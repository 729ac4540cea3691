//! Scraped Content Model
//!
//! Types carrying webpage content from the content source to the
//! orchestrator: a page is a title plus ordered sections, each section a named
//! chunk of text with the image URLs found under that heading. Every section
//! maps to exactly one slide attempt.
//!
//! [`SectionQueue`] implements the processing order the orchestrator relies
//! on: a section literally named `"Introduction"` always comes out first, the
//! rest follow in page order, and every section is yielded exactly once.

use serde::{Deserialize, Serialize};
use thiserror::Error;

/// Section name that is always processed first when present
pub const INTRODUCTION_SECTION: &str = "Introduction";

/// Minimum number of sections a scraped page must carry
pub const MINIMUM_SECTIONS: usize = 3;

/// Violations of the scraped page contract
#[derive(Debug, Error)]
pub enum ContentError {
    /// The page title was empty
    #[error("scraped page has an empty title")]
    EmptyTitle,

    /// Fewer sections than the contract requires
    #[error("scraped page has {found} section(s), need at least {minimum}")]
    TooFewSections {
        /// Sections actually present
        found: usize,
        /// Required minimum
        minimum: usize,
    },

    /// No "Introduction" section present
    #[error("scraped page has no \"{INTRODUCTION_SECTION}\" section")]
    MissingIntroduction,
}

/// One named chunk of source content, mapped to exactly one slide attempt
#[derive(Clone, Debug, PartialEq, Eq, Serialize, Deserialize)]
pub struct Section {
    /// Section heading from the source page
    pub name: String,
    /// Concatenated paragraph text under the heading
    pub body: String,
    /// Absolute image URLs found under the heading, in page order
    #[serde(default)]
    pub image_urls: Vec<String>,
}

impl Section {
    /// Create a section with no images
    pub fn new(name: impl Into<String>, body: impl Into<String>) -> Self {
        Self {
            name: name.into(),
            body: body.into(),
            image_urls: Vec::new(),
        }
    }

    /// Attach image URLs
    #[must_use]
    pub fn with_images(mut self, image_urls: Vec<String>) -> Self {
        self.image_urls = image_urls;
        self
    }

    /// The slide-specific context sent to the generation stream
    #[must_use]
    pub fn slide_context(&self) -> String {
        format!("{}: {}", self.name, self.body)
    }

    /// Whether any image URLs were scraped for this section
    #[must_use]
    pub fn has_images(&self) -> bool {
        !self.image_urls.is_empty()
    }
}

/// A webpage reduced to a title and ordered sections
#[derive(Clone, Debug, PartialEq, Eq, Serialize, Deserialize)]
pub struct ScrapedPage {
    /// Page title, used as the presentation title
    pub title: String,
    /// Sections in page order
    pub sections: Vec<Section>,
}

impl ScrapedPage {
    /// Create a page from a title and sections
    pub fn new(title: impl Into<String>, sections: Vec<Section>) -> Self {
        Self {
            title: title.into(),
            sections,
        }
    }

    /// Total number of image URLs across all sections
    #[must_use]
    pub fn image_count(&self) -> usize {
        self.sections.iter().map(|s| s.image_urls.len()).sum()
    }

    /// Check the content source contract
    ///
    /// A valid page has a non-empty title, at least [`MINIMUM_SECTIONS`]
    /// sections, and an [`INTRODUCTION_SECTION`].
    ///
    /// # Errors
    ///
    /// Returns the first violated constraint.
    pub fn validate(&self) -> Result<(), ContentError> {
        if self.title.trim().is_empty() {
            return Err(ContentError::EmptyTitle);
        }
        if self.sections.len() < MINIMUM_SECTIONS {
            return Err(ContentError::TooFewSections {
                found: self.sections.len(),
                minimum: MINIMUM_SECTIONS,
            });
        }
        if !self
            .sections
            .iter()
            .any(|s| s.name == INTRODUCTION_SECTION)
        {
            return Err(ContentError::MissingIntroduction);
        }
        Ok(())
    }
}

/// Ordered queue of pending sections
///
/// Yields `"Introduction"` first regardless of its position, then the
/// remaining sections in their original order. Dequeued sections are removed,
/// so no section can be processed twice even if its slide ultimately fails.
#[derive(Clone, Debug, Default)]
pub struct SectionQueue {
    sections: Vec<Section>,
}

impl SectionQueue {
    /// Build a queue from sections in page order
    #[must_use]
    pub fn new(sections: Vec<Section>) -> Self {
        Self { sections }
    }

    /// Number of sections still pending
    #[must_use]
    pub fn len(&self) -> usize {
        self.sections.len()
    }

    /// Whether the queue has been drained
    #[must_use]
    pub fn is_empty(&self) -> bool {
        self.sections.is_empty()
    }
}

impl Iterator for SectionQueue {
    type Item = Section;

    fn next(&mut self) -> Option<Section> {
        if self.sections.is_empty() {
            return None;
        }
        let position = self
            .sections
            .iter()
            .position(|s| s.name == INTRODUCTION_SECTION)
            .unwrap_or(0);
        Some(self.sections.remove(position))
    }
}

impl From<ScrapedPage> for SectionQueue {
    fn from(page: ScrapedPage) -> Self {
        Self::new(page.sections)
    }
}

----------

ACTIVITY
Report every line containing the word "source" from the listing above.

YOUR SOLUTION
//! Types carrying webpage content from the content source to the
/// One named chunk of source content, mapped to exactly one slide attempt
    /// Section heading from the source page
    /// Check the content source contract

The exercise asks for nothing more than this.